Had this been done, Griffith said his name “should have been submitted to the President, as I acquired the most points for those who applied for the post of Commissioner of Police.”
By law, he said a firm was to be appointed to conduct a stringent evaluation of candidates and this was done using “international best practices used to appoint persons in similar posts in other countries, and with the assistance of international experts in the assessments.”
Based on the comprehensive assessments, Griffith said he placed first among all who applied for the post, with the second place applicant being current acting Commissioner of Police Stephen Williams.

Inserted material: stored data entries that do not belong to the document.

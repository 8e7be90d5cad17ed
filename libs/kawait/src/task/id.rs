// Copyright 2025 Jonas Kruckenberg
//
// Licensed under the Apache License, Version 2.0, <LICENSE-APACHE or
// http://apache.org/licenses/LICENSE-2.0> or the MIT license <LICENSE-MIT or
// http://opensource.org/licenses/MIT>, at your option. This file may not be
// copied, modified, or distributed except according to those terms.

use core::fmt;
use core::sync::atomic::{AtomicU64, Ordering};

/// An opaque ID that identifies a managing task.
///
/// IDs are handed out from a process wide counter. They show up in tracing spans and make it
/// possible to tell the runners in a log apart, they carry no other meaning.
#[derive(Clone, Copy, Debug, Hash, Eq, PartialEq)]
pub struct Id(u64);

impl Id {
    pub(crate) fn next() -> Self {
        static NEXT_ID: AtomicU64 = AtomicU64::new(1);

        let id = NEXT_ID.fetch_add(1, Ordering::Relaxed);
        Self(id)
    }

    pub fn as_u64(self) -> u64 {
        self.0
    }
}

impl fmt::Display for Id {
    fn fmt(&self, f: &mut fmt::Formatter<'_>) -> fmt::Result {
        self.0.fmt(f)
    }
}
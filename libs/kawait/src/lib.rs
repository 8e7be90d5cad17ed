// Copyright 2025 Jonas Kruckenberg
//
// Licensed under the Apache License, Version 2.0, <LICENSE-APACHE or
// http://apache.org/licenses/LICENSE-2.0> or the MIT license <LICENSE-MIT or
// http://opensource.org/licenses/MIT>, at your option. This file may not be
// copied, modified, or distributed except according to those terms.

//! Awaitable completion signals and a runner that carries a task's outcome out of async code.
//!
//! - [`Completion`] is a one-shot signal a task can await: a producer resumes it with a value (or
//!   fails it with a [`Fault`]) and the single waiting task is woken and takes the outcome.
//! - [`TaskRunner`] wraps a future in a managing task, drives it eagerly and publishes the
//!   future's result into a write-once [result channel](channel), which regular threads can
//!   block on.

extern crate alloc;

pub mod channel;
mod completion;
mod fault;
mod loom;
pub mod park;
pub mod runner;
mod signal;
pub mod task;

pub use channel::{ResultReceiver, ResultSender, channel};
pub use completion::{Completion, Wait};
pub use fault::{Disconnected, Fault};
pub use park::Parker;
pub use runner::{Builder, TaskOutput, TaskRunner};
pub use task::Id;
// Copyright 2025 Jonas Kruckenberg
//
// Licensed under the Apache License, Version 2.0, <LICENSE-APACHE or
// http://apache.org/licenses/LICENSE-2.0> or the MIT license <LICENSE-MIT or
// http://opensource.org/licenses/MIT>, at your option. This file may not be
// copied, modified, or distributed except according to those terms.

//! The self-driving task behind a [`TaskRunner`][crate::TaskRunner].
//!
//! There is no scheduler: a task is polled once, eagerly, when it is started, and after that by
//! whichever thread wakes it. A wakeup that arrives while the task is being polled is not lost,
//! the thread currently polling goes around once more instead.

mod id;
mod state;

use crate::loom::cell::UnsafeCell;
use alloc::boxed::Box;
use alloc::sync::Arc;
use core::fmt;
use core::pin::Pin;
use core::task::{Context, Poll};
use futures::task::{ArcWake, waker_ref};
use state::{EndPollAction, ReleaseAction, StartPollAction, State, WakeAction};

pub use id::Id;

type BoxFuture = Pin<Box<dyn Future<Output = ()> + Send + 'static>>;

pub(crate) struct Task {
    inner: Arc<Inner>,
}

struct Inner {
    state: State,
    id: Id,
    span: tracing::Span,
    /// Only accessed by whoever holds the `POLLING` bit, or by the releasing thread once the
    /// task is released and idle.
    future: UnsafeCell<Option<BoxFuture>>,
}

// Safety: access to the future is serialized through `State`, and the future itself is `Send`
unsafe impl Send for Inner {}
// Safety: see above
unsafe impl Sync for Inner {}

// === impl Task ===

impl Task {
    pub(crate) fn new<F>(id: Id, span: tracing::Span, future: F) -> Self
    where
        F: Future<Output = ()> + Send + 'static,
    {
        Self {
            inner: Arc::new(Inner {
                state: State::new(),
                id,
                span,
                future: UnsafeCell::new(Some(Box::pin(future))),
            }),
        }
    }

    /// Polls the task for the first time on the calling thread.
    pub(crate) fn run(&self) {
        match self.inner.state.start_poll() {
            StartPollAction::Poll => self.inner.poll_loop(),
            StartPollAction::DontPoll => {
                tracing::trace!(task.id = %self.inner.id, "task already started");
            }
        }
    }

    /// Gives up the task. If it has not completed yet its future is dropped, either right here
    /// or by the thread currently polling it, and it is never polled again.
    pub(crate) fn release(&self) {
        match self.inner.state.release() {
            ReleaseAction::DropFuture => {
                let _entered = self.inner.span.enter();
                tracing::trace!("dropping released task");
                // Safety: the task is released and was idle, the state machine guarantees nobody
                // else will touch the future again
                drop(unsafe { self.inner.take_future() });
            }
            ReleaseAction::Deferred => {
                tracing::trace!(task.id = %self.inner.id, "task released while polling");
            }
            ReleaseAction::None => {}
        }
    }

    pub(crate) fn is_complete(&self) -> bool {
        self.inner
            .state
            .load(crate::loom::sync::atomic::Ordering::Acquire)
            .get(state::Snapshot::COMPLETE)
    }

    pub(crate) fn id(&self) -> Id {
        self.inner.id
    }
}

impl fmt::Debug for Task {
    fn fmt(&self, f: &mut fmt::Formatter<'_>) -> fmt::Result {
        f.debug_struct("Task")
            .field("id", &self.inner.id)
            .field("state", &self.inner.state)
            .finish_non_exhaustive()
    }
}

// === impl Inner ===

impl Inner {
    /// Polls the future until it either completes or stays pending without being woken.
    ///
    /// The caller must hold the `POLLING` bit.
    fn poll_loop(self: &Arc<Self>) {
        let _entered = self.span.enter();
        let waker = waker_ref(self);
        let mut cx = Context::from_waker(&waker);

        loop {
            tracing::trace!("polling task");

            // Safety: we hold `POLLING`, so we have exclusive access to the future
            let completed = self.future.with_mut(|slot| unsafe {
                let slot = &mut *slot;
                match slot {
                    Some(future) => {
                        if let Poll::Ready(()) = future.as_mut().poll(&mut cx) {
                            // drop the future before publishing COMPLETE
                            *slot = None;
                            true
                        } else {
                            false
                        }
                    }
                    None => {
                        debug_assert!(false, "polled a task without a future");
                        true
                    }
                }
            });

            match self.state.end_poll(completed) {
                EndPollAction::Complete => {
                    tracing::trace!("task completed");
                    return;
                }
                EndPollAction::Pending => return,
                EndPollAction::PollAgain => continue,
                EndPollAction::Released => {
                    tracing::trace!("task released during poll, dropping");
                    // Safety: the task is released, `release` deferred dropping the future to
                    // us and nobody can start a new poll
                    drop(unsafe { self.take_future() });
                    return;
                }
            }
        }
    }

    /// # Safety
    ///
    /// The caller must have exclusive access to the future slot.
    unsafe fn take_future(&self) -> Option<BoxFuture> {
        // Safety: ensured by caller
        self.future.with_mut(|slot| unsafe { (*slot).take() })
    }
}

impl ArcWake for Inner {
    fn wake_by_ref(arc_self: &Arc<Self>) {
        match arc_self.state.wake() {
            WakeAction::Poll => arc_self.poll_loop(),
            WakeAction::None => {}
        }
    }
}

He said Dulalchan, who did not apply for the substantive post of CoP, was first among those who applied for Deputy Commissioner of Police.
Griffith’s letter details the comprehensive systems and assessment done by KPMG to acquire points for each candidate, which included their resume, a comprehensive medical test, security and financial vetting and background checks, an interview, psychometric testing and submission of a detailed National Security Operational report in preparation for a major event.
He noted that any altering of the merit list after this would have been done solely for the final interview by PSC and nothing else, as no other process for assessment took place, which should then mean that the results should not be vastly different.
He said the one point he agreed with from Dulalchan attorneys is that a commissioner should be appointed and that the current process not be scrapped.
But he said to appoint a commissioner based on wrongful and illegal procedures by the PSC would do “more harm than good, as someone appointed under such a cloud would never be able to acquire the respect and trust both by the public and the many officers under his command, and without this, he would fail before he starts.”